Collected data
##########

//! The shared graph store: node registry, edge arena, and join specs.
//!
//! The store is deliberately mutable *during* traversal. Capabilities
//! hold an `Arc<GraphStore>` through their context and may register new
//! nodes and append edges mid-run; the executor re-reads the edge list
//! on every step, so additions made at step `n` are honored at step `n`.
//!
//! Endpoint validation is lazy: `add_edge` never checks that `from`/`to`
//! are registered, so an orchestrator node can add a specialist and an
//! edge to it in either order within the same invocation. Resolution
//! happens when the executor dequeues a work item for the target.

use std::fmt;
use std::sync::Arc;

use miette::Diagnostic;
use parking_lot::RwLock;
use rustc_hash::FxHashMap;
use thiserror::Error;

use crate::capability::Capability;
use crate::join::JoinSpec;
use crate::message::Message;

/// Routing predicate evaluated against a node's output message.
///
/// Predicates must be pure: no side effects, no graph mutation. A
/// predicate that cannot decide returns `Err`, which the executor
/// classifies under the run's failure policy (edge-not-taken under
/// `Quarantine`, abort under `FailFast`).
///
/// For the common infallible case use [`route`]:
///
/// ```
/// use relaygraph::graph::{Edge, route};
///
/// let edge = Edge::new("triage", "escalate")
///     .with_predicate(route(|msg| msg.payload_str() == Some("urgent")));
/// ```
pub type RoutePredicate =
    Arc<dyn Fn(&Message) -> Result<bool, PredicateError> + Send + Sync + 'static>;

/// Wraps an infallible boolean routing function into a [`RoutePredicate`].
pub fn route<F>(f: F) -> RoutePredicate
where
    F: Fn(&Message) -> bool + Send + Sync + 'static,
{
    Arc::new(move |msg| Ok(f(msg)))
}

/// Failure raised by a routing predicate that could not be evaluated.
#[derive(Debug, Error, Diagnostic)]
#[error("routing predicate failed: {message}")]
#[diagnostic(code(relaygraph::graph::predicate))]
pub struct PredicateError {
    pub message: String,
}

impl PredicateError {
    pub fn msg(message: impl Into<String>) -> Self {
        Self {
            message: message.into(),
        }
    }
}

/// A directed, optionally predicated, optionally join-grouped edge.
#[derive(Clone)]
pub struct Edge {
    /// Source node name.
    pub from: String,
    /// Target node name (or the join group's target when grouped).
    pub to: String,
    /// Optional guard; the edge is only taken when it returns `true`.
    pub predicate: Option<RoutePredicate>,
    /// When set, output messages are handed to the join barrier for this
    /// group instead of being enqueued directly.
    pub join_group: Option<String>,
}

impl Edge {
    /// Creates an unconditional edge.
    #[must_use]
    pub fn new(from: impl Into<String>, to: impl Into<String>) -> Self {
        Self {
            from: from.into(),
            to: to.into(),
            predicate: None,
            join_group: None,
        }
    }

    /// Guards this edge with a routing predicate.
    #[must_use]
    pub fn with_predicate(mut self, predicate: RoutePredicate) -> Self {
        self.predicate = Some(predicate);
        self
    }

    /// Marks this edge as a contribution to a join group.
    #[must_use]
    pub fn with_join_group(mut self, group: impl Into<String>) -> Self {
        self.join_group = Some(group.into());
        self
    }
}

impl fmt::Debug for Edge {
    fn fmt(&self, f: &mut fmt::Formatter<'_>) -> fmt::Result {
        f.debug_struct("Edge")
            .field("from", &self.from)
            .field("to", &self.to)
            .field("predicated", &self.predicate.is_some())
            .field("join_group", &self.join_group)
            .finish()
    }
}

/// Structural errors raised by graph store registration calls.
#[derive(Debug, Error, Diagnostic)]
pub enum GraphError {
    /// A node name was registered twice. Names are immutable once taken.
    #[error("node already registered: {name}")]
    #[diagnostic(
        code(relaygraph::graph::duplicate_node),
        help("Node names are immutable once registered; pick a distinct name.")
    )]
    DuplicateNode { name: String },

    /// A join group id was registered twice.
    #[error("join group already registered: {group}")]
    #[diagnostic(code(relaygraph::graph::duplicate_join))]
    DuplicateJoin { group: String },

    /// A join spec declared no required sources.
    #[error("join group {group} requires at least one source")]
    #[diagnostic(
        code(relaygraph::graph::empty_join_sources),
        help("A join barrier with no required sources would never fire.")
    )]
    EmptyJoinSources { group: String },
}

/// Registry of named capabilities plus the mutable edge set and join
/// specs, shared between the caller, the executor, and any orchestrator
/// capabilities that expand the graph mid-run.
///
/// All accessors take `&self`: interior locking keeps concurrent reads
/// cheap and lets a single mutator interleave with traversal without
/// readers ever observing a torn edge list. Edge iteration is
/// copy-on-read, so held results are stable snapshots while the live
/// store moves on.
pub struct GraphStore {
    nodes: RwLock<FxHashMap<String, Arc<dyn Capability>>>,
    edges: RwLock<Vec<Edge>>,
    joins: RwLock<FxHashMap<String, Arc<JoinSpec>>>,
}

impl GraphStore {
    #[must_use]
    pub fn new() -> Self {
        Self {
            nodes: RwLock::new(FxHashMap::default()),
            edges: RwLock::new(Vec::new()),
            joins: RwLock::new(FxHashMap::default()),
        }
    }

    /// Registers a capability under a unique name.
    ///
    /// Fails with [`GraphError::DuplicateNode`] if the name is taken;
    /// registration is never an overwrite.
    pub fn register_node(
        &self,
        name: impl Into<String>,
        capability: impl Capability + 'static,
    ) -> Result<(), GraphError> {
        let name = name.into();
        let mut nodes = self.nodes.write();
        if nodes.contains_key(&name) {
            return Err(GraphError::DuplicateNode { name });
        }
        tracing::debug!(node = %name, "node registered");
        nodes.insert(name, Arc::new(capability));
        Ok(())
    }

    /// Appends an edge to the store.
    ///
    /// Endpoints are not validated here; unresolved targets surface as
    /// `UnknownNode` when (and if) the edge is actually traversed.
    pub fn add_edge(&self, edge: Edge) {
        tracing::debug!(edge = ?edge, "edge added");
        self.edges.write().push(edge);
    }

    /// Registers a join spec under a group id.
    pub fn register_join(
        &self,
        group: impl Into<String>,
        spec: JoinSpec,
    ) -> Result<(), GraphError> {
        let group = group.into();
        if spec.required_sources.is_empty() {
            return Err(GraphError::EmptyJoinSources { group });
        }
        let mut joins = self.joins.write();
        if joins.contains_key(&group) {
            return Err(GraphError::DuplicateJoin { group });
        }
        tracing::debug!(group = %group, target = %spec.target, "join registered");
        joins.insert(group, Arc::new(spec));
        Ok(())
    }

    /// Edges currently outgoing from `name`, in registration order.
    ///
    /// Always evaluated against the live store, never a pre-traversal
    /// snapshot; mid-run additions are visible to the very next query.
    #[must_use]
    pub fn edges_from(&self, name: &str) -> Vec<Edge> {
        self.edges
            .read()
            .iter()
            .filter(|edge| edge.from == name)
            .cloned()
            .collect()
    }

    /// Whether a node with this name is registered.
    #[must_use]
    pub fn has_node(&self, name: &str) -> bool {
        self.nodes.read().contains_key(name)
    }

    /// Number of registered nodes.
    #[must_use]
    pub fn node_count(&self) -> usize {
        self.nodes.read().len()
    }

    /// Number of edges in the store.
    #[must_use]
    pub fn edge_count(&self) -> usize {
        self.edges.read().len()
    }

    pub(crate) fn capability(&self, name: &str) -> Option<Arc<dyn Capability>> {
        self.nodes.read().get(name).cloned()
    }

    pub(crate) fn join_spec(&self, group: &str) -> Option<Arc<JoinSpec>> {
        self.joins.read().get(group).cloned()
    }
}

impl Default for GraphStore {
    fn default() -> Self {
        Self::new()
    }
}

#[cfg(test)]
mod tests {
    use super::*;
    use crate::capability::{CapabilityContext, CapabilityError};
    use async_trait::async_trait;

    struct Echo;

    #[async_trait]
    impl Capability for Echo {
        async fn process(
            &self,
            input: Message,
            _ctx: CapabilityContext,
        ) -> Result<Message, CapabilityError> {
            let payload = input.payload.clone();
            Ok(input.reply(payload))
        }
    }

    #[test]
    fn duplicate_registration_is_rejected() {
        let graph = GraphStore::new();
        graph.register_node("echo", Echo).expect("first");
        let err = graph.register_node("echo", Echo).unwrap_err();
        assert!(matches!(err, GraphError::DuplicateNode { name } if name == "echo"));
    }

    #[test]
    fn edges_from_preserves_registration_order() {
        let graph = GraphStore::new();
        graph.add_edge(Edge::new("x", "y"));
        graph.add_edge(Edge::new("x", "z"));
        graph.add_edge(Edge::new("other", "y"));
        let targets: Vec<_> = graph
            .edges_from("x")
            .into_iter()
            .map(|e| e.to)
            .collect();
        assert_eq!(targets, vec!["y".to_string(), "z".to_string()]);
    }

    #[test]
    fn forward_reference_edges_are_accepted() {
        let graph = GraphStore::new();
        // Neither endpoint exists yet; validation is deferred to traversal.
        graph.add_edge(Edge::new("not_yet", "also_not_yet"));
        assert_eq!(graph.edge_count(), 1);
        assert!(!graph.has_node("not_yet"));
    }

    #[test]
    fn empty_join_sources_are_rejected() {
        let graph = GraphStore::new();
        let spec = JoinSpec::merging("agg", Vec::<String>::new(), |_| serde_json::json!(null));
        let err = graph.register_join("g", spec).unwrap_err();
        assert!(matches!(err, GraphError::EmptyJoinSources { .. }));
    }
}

##########

REQUIRED WORK: Copy the records above exactly, beginning at the line that contains "use std::fmt;" and stopping after the line that contains "optionally join-grouped edge.".

OUTPUT FOR THIS EXERCISE:
use std::fmt;
use std::sync::Arc;

use miette::Diagnostic;
use parking_lot::RwLock;
use rustc_hash::FxHashMap;
use thiserror::Error;

use crate::capability::Capability;
use crate::join::JoinSpec;
use crate::message::Message;

/// Routing predicate evaluated against a node's output message.
///
/// Predicates must be pure: no side effects, no graph mutation. A
/// predicate that cannot decide returns `Err`, which the executor
/// classifies under the run's failure policy (edge-not-taken under
/// `Quarantine`, abort under `FailFast`).
///
/// For the common infallible case use [`route`]:
///
/// ```
/// use relaygraph::graph::{Edge, route};
///
/// let edge = Edge::new("triage", "escalate")
///     .with_predicate(route(|msg| msg.payload_str() == Some("urgent")));
/// ```
pub type RoutePredicate =
    Arc<dyn Fn(&Message) -> Result<bool, PredicateError> + Send + Sync + 'static>;

/// Wraps an infallible boolean routing function into a [`RoutePredicate`].
pub fn route<F>(f: F) -> RoutePredicate
where
    F: Fn(&Message) -> bool + Send + Sync + 'static,
{
    Arc::new(move |msg| Ok(f(msg)))
}

/// Failure raised by a routing predicate that could not be evaluated.
#[derive(Debug, Error, Diagnostic)]
#[error("routing predicate failed: {message}")]
#[diagnostic(code(relaygraph::graph::predicate))]
pub struct PredicateError {
    pub message: String,
}

impl PredicateError {
    pub fn msg(message: impl Into<String>) -> Self {
        Self {
            message: message.into(),
        }
    }
}

/// A directed, optionally predicated, optionally join-grouped edge.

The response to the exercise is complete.